Down to the last line, reproduce the data below exactly.

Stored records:
+ + +

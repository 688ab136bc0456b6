//! Multicast streaming client - CLI binary.
//!
//! Finds the server through discovery, receives songs from the multicast
//! group, recovers lost datagrams and caches completed songs on disk.

use std::path::PathBuf;
use std::sync::Arc;

use anyhow::{Context, Result};
use clap::Parser;
use tracing::{info, warn};

use client::{
    ContentCache, DiscoveryClient, DiskSink, DynamicSink, ReceiveContext, ReceiverEvent,
    ServerEvent, SinkKind, StaticSink, StreamReceiver,
};
use wss_common::media::LoggingPlayback;
use wss_common::{
    init_tracing, ColorWhen, Config, EventBus, Id3v1Metadata, MetricsContext, MetricsServerConfig,
    PlaybackSink,
};

/// Multicast audio client - receive and cache songs streamed on the LAN
#[derive(Parser, Debug)]
#[command(author, version, about, long_about = None)]
struct Args {
    // ---
    /// Configuration file (TOML)
    #[arg(short, long)]
    config: Option<PathBuf>,

    /// Disk sink for the song being received: dynamic or static
    #[arg(long, default_value = "dynamic")]
    sink: SinkKind,

    /// Prometheus metrics bind address (serves `GET /metrics`).
    #[arg(long, default_value = "127.0.0.1:9200")]
    metrics_bind: String,

    /// Coloring: auto, always or never
    #[arg(long, default_value = "auto")]
    color: ColorWhen,
}

/// Capture version number from Cargo.toml
const VERSION: &str = env!("CARGO_PKG_VERSION");

#[tokio::main]
async fn main() -> Result<()> {
    // ---
    let args = Args::parse();
    init_tracing(args.color)?;

    let config = Config::load(args.config.as_deref())?;

    info!("Starting multicast client v{VERSION}");
    info!("Multicast group: {}", config.multicast_addr());
    info!("Cache: {} ({} bytes)", config.cache_dir.display(), config.cache_budget_bytes);
    info!("Sink: {:?}", args.sink);
    info!("Metrics bind: {}", args.metrics_bind);

    let metrics = MetricsContext::new("client")?;
    let metrics_bind = args.metrics_bind.parse().context("invalid metrics bind")?;
    let _metrics_task = metrics.spawn_metrics_server(MetricsServerConfig::new(metrics_bind));

    let server_events = Arc::new(EventBus::new());
    server_events.subscribe(|event: &ServerEvent| match event {
        ServerEvent::Connected(ip) => info!("Streaming from {}", ip),
        ServerEvent::Disconnected(ip) => warn!("Lost server {}", ip),
    });
    let discovery = DiscoveryClient::start(&config, server_events)
        .context("failed to start discovery")?;

    let stream_dir = config.cache_dir.join("stream");
    let sink: Arc<dyn DiskSink> = match args.sink {
        SinkKind::Dynamic => Arc::new(DynamicSink::new(
            &stream_dir,
            &config.cache_prefix,
            &config.cache_suffix,
        )?),
        SinkKind::Static => Arc::new(StaticSink::new(
            &stream_dir.join(format!("current{}", config.cache_suffix)),
        )?),
    };
    let cache = Arc::new(ContentCache::from_config(&config, Some(metrics.clone()))?);

    let receiver_events = Arc::new(EventBus::new());
    let playback = LoggingPlayback;
    receiver_events.subscribe(move |event: &ReceiverEvent| match event {
        ReceiverEvent::StreamStarted { expected_count } => {
            info!("Receiving song of {} datagrams", expected_count)
        }
        ReceiverEvent::StreamRestarted { expected_count } => {
            info!("Song skipped, now receiving {} datagrams", expected_count)
        }
        ReceiverEvent::SongCompleted(handle) => {
            if let Err(e) = playback.play(&handle.path) {
                warn!("Playback failed: {:#}", e);
            }
        }
    });

    let receiver = StreamReceiver::start(
        &config,
        discovery.server(),
        ReceiveContext {
            sink,
            cache,
            events: receiver_events,
            metadata: Arc::new(Id3v1Metadata),
            metrics: Some(metrics.clone()),
        },
    )
    .context("failed to start stream receiver")?;

    info!("Ready to receive songs...");
    tokio::signal::ctrl_c().await.context("failed to wait for ctrl-c")?;
    info!("Interrupted");

    receiver.stop().await;
    discovery.stop().await;

    Ok(())
}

+ + +

§ Answer box
repository 688ab136bc0456b6
//! Multicast streaming client - CLI binary.
//!
//! Finds the server through discovery, receives songs from the multicast
//! group, recovers lost datagrams and caches completed songs on disk.

use std::path::PathBuf;
use std::sync::Arc;

use anyhow::{Context, Result};
use clap::Parser;
use tracing::{info, warn};

use client::{
    ContentCache, DiscoveryClient, DiskSink, DynamicSink, ReceiveContext, ReceiverEvent,
    ServerEvent, SinkKind, StaticSink, StreamReceiver,
};
use wss_common::media::LoggingPlayback;
use wss_common::{
    init_tracing, ColorWhen, Config, EventBus, Id3v1Metadata, MetricsContext, MetricsServerConfig,
    PlaybackSink,
};

/// Multicast audio client - receive and cache songs streamed on the LAN
#[derive(Parser, Debug)]
#[command(author, version, about, long_about = None)]
struct Args {
    // ---
    /// Configuration file (TOML)
    #[arg(short, long)]
    config: Option<PathBuf>,

    /// Disk sink for the song being received: dynamic or static
    #[arg(long, default_value = "dynamic")]
    sink: SinkKind,

    /// Prometheus metrics bind address (serves `GET /metrics`).
    #[arg(long, default_value = "127.0.0.1:9200")]
    metrics_bind: String,

    /// Coloring: auto, always or never
    #[arg(long, default_value = "auto")]
    color: ColorWhen,
}

/// Capture version number from Cargo.toml
const VERSION: &str = env!("CARGO_PKG_VERSION");

#[tokio::main]
async fn main() -> Result<()> {
    // ---
    let args = Args::parse();
    init_tracing(args.color)?;

    let config = Config::load(args.config.as_deref())?;

    info!("Starting multicast client v{VERSION}");
    info!("Multicast group: {}", config.multicast_addr());
    info!("Cache: {} ({} bytes)", config.cache_dir.display(), config.cache_budget_bytes);
    info!("Sink: {:?}", args.sink);
    info!("Metrics bind: {}", args.metrics_bind);

    let metrics = MetricsContext::new("client")?;
    let metrics_bind = args.metrics_bind.parse().context("invalid metrics bind")?;
    let _metrics_task = metrics.spawn_metrics_server(MetricsServerConfig::new(metrics_bind));

    let server_events = Arc::new(EventBus::new());
    server_events.subscribe(|event: &ServerEvent| match event {
        ServerEvent::Connected(ip) => info!("Streaming from {}", ip),
        ServerEvent::Disconnected(ip) => warn!("Lost server {}", ip),
    });
    let discovery = DiscoveryClient::start(&config, server_events)
        .context("failed to start discovery")?;

    let stream_dir = config.cache_dir.join("stream");
    let sink: Arc<dyn DiskSink> = match args.sink {
        SinkKind::Dynamic => Arc::new(DynamicSink::new(
            &stream_dir,
            &config.cache_prefix,
            &config.cache_suffix,
        )?),
        SinkKind::Static => Arc::new(StaticSink::new(
            &stream_dir.join(format!("current{}", config.cache_suffix)),
        )?),
    };
    let cache = Arc::new(ContentCache::from_config(&config, Some(metrics.clone()))?);

    let receiver_events = Arc::new(EventBus::new());
    let playback = LoggingPlayback;
    receiver_events.subscribe(move |event: &ReceiverEvent| match event {
        ReceiverEvent::StreamStarted { expected_count } => {
            info!("Receiving song of {} datagrams", expected_count)
        }
        ReceiverEvent::StreamRestarted { expected_count } => {
            info!("Song skipped, now receiving {} datagrams", expected_count)
        }
        ReceiverEvent::SongCompleted(handle) => {
            if let Err(e) = playback.play(&handle.path) {
                warn!("Playback failed: {:#}", e);
            }
        }
    });

    let receiver = StreamReceiver::start(
        &config,
        discovery.server(),
        ReceiveContext {
            sink,
            cache,
            events: receiver_events,
            metadata: Arc::new(Id3v1Metadata),
            metrics: Some(metrics.clone()),
        },
    )
    .context("failed to start stream receiver")?;

    info!("Ready to receive songs...");
    tokio::signal::ctrl_c().await.context("failed to wait for ctrl-c")?;
    info!("Interrupted");

    receiver.stop().await;
    discovery.stop().await;

    Ok(())
}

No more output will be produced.